THE MAFIA BRIDE 3

THE MAFIA BRIDE 3
BAB 38 - MB3



Sepanjang perjalanan ke kantor Polisi, Altheo memperhatikan Selena diam diam. Selena yang menyadari kalau Altheo memperhatikannya, ia memilih melihat jalan raya lewat kaca jendela.


"Kenapa kau melarikan diri dari rumahmu?" tanya Altheo.


Seketika Selena menoleh ke arah Altheo, mendapatkan pertanyaan tak terduga. Bagaimana Altheo tahu, kalau ia melarikan diri drai rumah?


"Aku tidak melarikan diri dari rumah, aku memang tinggal di apartemen itu dan hanya tinggal bersama ibuku." Jelas Selena.


Altheo tersenyum, ia sendiri asal bertanya. Siapa Selena, Altheo sendiri tidak tahu dan tidak ada niat untuk mencari tahu tentang gadis itu, yang Altheo mau, setelah Selena bersaksi atas kematian salah satu pasien yang tak lain istri seorang pejabat penting di kota itu. Altheo berniat untuk membebaskannya.


"Kau tersenyum?" tanya Selena, menatap bibir Altheo.


"Tidak, mungkin matamu bermasalah." Balas Altheo.


CEKIIIITTTT


Tiba tiba Altheo rem mendadak, membuat Selena kaget setengah mati, dan hampir memarahi Althro karena tiba tiba berhenti. Namun Selena menyadari satu hal, kalau mereka tengah di hadang orang orang tak di kenal, yang menggunakan motor.


"Siapa mereka?" tanya Selena.


Altheo menggelengkan kepalanya, lalu ia menoleh ke belakang dan ternyata ia sudah di kepung dari dua sisi dan tak ada jalan keluar.

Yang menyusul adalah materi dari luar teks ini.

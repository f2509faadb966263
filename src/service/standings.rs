//! Standings service.
//!
//! Fetches the team and completed-match snapshots for a season, validates
//! rows at the boundary, runs the standings computation, and assembles the
//! response DTOs. Rows that fail validation are counted as skipped, never
//! fatal.

use sea_orm::DatabaseConnection;
use tracing::warn;

use crate::{
    data::{matches::MatchRepository, season::SeasonRepository, team::TeamRepository},
    domain::standings::{
        compute_standings, group_by_conference, CompletedMatch, StandingsConfig, StandingsTable,
        TeamRecord,
    },
    dto::standings::{GroupedStandingsDto, StandingsDto},
    error::AppError,
    model::{matches::Match, team::team_record},
};

pub struct StandingsService<'a> {
    db: &'a DatabaseConnection,
    config: StandingsConfig,
}

impl<'a> StandingsService<'a> {
    pub fn new(db: &'a DatabaseConnection, config: StandingsConfig) -> Self {
        Self { db, config }
    }

    /// Computes the ranked standings for a season.
    ///
    /// # Returns
    /// - `Ok(StandingsDto)`: Ranked entries plus the skipped-record count
    /// - `Err(AppError::NotFound)`: Season does not exist
    /// - `Err(AppError)`: Database error
    pub async fn season_standings(&self, season_id: i32) -> Result<StandingsDto, AppError> {
        let (table, skipped_rows) = self.compute(season_id).await?;

        Ok(StandingsDto {
            season_id,
            entries: table.entries.into_iter().map(Into::into).collect(),
            skipped_matches: table.skipped_matches + skipped_rows,
        })
    }

    /// Computes standings for a season grouped by conference.
    ///
    /// Teams without a conference assignment are reported under a trailing
    /// "No Conference" group.
    pub async fn season_standings_by_conference(
        &self,
        season_id: i32,
    ) -> Result<GroupedStandingsDto, AppError> {
        let (table, skipped_rows) = self.compute(season_id).await?;

        Ok(GroupedStandingsDto {
            season_id,
            groups: group_by_conference(&table.entries)
                .into_iter()
                .map(Into::into)
                .collect(),
            skipped_matches: table.skipped_matches + skipped_rows,
        })
    }

    /// Runs the computation and returns the table plus the number of rows
    /// dropped during boundary validation.
    async fn compute(&self, season_id: i32) -> Result<(StandingsTable, usize), AppError> {
        SeasonRepository::new(self.db)
            .get_by_id(season_id)
            .await?
            .ok_or_else(|| AppError::NotFound("Season not found".to_string()))?;

        let teams: Vec<TeamRecord> = TeamRepository::new(self.db)
            .get_all_with_conferences()
            .await?
            .iter()
            .map(|(team, conference)| team_record(team, conference.as_ref()))
            .collect();

        let rows = MatchRepository::new(self.db)
            .get_completed_by_season(season_id)
            .await?;
        let total_rows = rows.len();

        let matches: Vec<CompletedMatch> = rows
            .into_iter()
            .filter_map(|row| {
                let id = row.id;
                match Match::from_entity(row) {
                    Ok(m) => {
                        let snapshot = m.completed_snapshot();
                        if snapshot.is_none() {
                            warn!("Match {} is completed but has no usable score", id);
                        }
                        snapshot
                    }
                    Err(err) => {
                        warn!("Skipping match {}: {}", id, err);
                        None
                    }
                }
            })
            .collect();

        let skipped_rows = total_rows - matches.len();
        let table = compute_standings(&teams, &matches, &self.config);

        Ok((table, skipped_rows))
    }
}
//! Settlement service.
//!
//! Runs the expired-bid resolution pass against the database. The service is
//! the store implementation the resolution writes through: the transfer
//! commit claims the winning bid with a conditional update inside a single
//! transaction, so concurrent passes racing on the same player cannot
//! double-award it — the losing run's output is discarded as advisory.

use async_trait::async_trait;
use chrono::{DateTime, Utc};
use sea_orm::{DatabaseConnection, TransactionTrait};
use tracing::{info, warn};

use crate::{
    data::{
        bid::BidRepository, notification::NotificationRepository, player::PlayerRepository,
        team::TeamRepository,
    },
    domain::settlement::{
        resolve_expired_bids, BidRecord, BidResolution, SettlementError, SettlementReport,
        SettlementStore,
    },
    error::AppError,
};

pub struct SettlementService<'a> {
    db: &'a DatabaseConnection,
}

impl<'a> SettlementService<'a> {
    pub fn new(db: &'a DatabaseConnection) -> Self {
        Self { db }
    }

    /// Runs one settlement pass over every bid due at `now`.
    ///
    /// Bid rows that fail boundary validation are dropped and added to the
    /// report's skip count. The pass is safe to re-invoke on a schedule:
    /// already-finalized bids never reach the resolution again.
    ///
    /// # Returns
    /// - `Ok(SettlementReport)`: Per-player outcomes, errors, and skip counts
    /// - `Err(AppError)`: Database error while loading the due bids
    pub async fn run(&self, now: DateTime<Utc>) -> Result<SettlementReport, AppError> {
        let rows = BidRepository::new(self.db).get_due_for_settlement(now).await?;
        let total_rows = rows.len();

        let bids: Vec<BidRecord> = rows
            .into_iter()
            .filter_map(|row| {
                let id = row.id;
                match BidRecord::from_entity(row) {
                    Ok(bid) => Some(bid),
                    Err(err) => {
                        warn!("Skipping bid {}: {}", id, err);
                        None
                    }
                }
            })
            .collect();
        let skipped_rows = total_rows - bids.len();

        let mut report = resolve_expired_bids(&bids, now, self).await;
        report.skipped_bids += skipped_rows;

        if report.players_processed > 0 || !report.errors.is_empty() {
            info!(
                "Settlement pass finished: {} players settled, {} errors, {} bids skipped",
                report.players_processed,
                report.errors.len(),
                report.skipped_bids
            );
        }

        Ok(report)
    }
}

fn store_err(err: sea_orm::DbErr) -> SettlementError {
    SettlementError::Store(err.to_string())
}

#[async_trait]
impl SettlementStore for SettlementService<'_> {
    /// Commits a player transfer atomically.
    ///
    /// Claims the winning bid first — a conditional update on `finalized =
    /// false` — then charges the team budget and moves the player, all in one
    /// transaction. Any failure rolls the whole commit back, leaving the
    /// player's bid group untouched for the next pass.
    async fn commit_transfer(
        &self,
        player_id: i32,
        team_id: i32,
        amount: i64,
    ) -> Result<(), SettlementError> {
        let txn = self.db.begin().await.map_err(store_err)?;

        let claimed = BidRepository::new(&txn)
            .finalize_winner(player_id, team_id, amount)
            .await
            .map_err(store_err)?;
        if claimed == 0 {
            txn.rollback().await.map_err(store_err)?;
            return Err(SettlementError::LostSettlementRace(player_id));
        }

        let charged = TeamRepository::new(&txn)
            .charge_budget(team_id, amount)
            .await
            .map_err(store_err)?;
        if charged == 0 {
            let team = TeamRepository::new(&txn)
                .get_by_id(team_id)
                .await
                .map_err(store_err)?;
            txn.rollback().await.map_err(store_err)?;
            return Err(match team {
                Some(team) => SettlementError::InsufficientBudget {
                    team_id,
                    budget: team.budget,
                    amount,
                },
                None => SettlementError::TeamNotFound(team_id),
            });
        }

        let moved = PlayerRepository::new(&txn)
            .assign_team(player_id, team_id)
            .await
            .map_err(store_err)?;
        if moved == 0 {
            txn.rollback().await.map_err(store_err)?;
            return Err(SettlementError::PlayerNotFound(player_id));
        }

        txn.commit().await.map_err(store_err)
    }

    async fn finalize_losing_bids(
        &self,
        resolution: &BidResolution,
    ) -> Result<(), SettlementError> {
        BidRepository::new(self.db)
            .mark_outbid(&resolution.losing_bid_ids)
            .await
            .map_err(store_err)?;

        Ok(())
    }

    async fn notify_winner(&self, resolution: &BidResolution) -> Result<(), SettlementError> {
        let team_name = TeamRepository::new(self.db)
            .get_by_id(resolution.winning_team_id)
            .await
            .map_err(store_err)?
            .map(|team| team.name)
            .unwrap_or_else(|| format!("team {}", resolution.winning_team_id));

        NotificationRepository::new(self.db)
            .create(
                resolution.player_id,
                format!(
                    "You have been transferred to {} on a winning bid of {}",
                    team_name, resolution.amount
                ),
            )
            .await
            .map_err(store_err)?;

        Ok(())
    }
}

"Kenapa kau diam, tabrak saja mereka." Kata Selena.


"Kau tidak takut?" tanya Altheo.


"Kau lebih menakutkan dari pada mereka." Balas Selena.


Altheo melirik tajam pada Selena.


"Maaf.." ucap Selena sambil tersenyum lebar.


Altheo mengalihkan pandangannya lalu menginjak gas, dan menabrakkan mobilnya ke arah mereka.


BRAKKKK


CEKIIITTT


Beberapa motor terjatuh dan sebagian menghindar, bersamaan dengan Altheo memutar arah mobilnya dan menabrakkan lagi mobilnya ke arah motor lainnya hingga si pengendara motor itu terjatuh dan ada yang terpental.


BRAKKKK


DOR


DOR


Suara tembakan dan peluru muli menghujani mobil ALtheo.


"Celaka, kita bisa mati!" umpat Selena.


"Pegangan yang kuat." Perintah ALtheo pada Selena.


Selena mengencangkan sabuk pengamannya tanpa ia sadari memegang lengan Altheo untuk berpegangan erat.


BRAKKKKK


DOR


DOR


Altheo membanting stir ke kanan, lalu melajukannya dan memutar arah menjadi berputar saat musuh semakin mendekat.


Satu persatu motor terjatuh dan beberapa pria terseret dan tertabrak mobil Altheo. BEgitu ada kesempatan, Altheo menginjak dan melajukan mobilnya melewati semua musuhnya.


Selena membuka matanya, dan menoleh ke arah belakang, mereka tidak lagi mengejar karena tertinggal jauh.


Selena bersorak sambil tertawa lebar, namun Altheo menghentikan mobilnya dan menatap tajam Selena yang sedang tertawa.


"Apa?" tanyanya.


"Lepaskan tanganku," kata Altheo.


Selena menarik tangannya, kukunya yang tajam menancap di kulit lengan Altheo dan sedikit berdarah.


"Maaf..."


Altheo menarik napas panjang, lalu melajukan lagi mobilnya namun bukan ke arah kantor polisi.


"Kita mau kemana?" tanya Selena.


"Pulang," jawab Altheo.


Selena langsung memukul tangan Altheo, ia menolak untuk pulang dan meminta Altheo untuk pergi ke kantor polisi dan memberikan kesaksian setelah itu ia bisa bebas untuk pergi.


"Aku tidak mau pulang ke rumahmu lagi!" protes Selena.


"Diamlah." Kata Altheo melirik tajam, membuat Selena terdiam dan duduk lagi dengan tenang.


"Bagaimana dengan ibuku..." ucap Selena.


"IBumu yang mana, bukankah wanita yang bersamamu bukan ibumu?"


DEG


Selena melirik Altheo, ia terkejut. Bagaimana mungkin Altheo bisa mengetahuinya.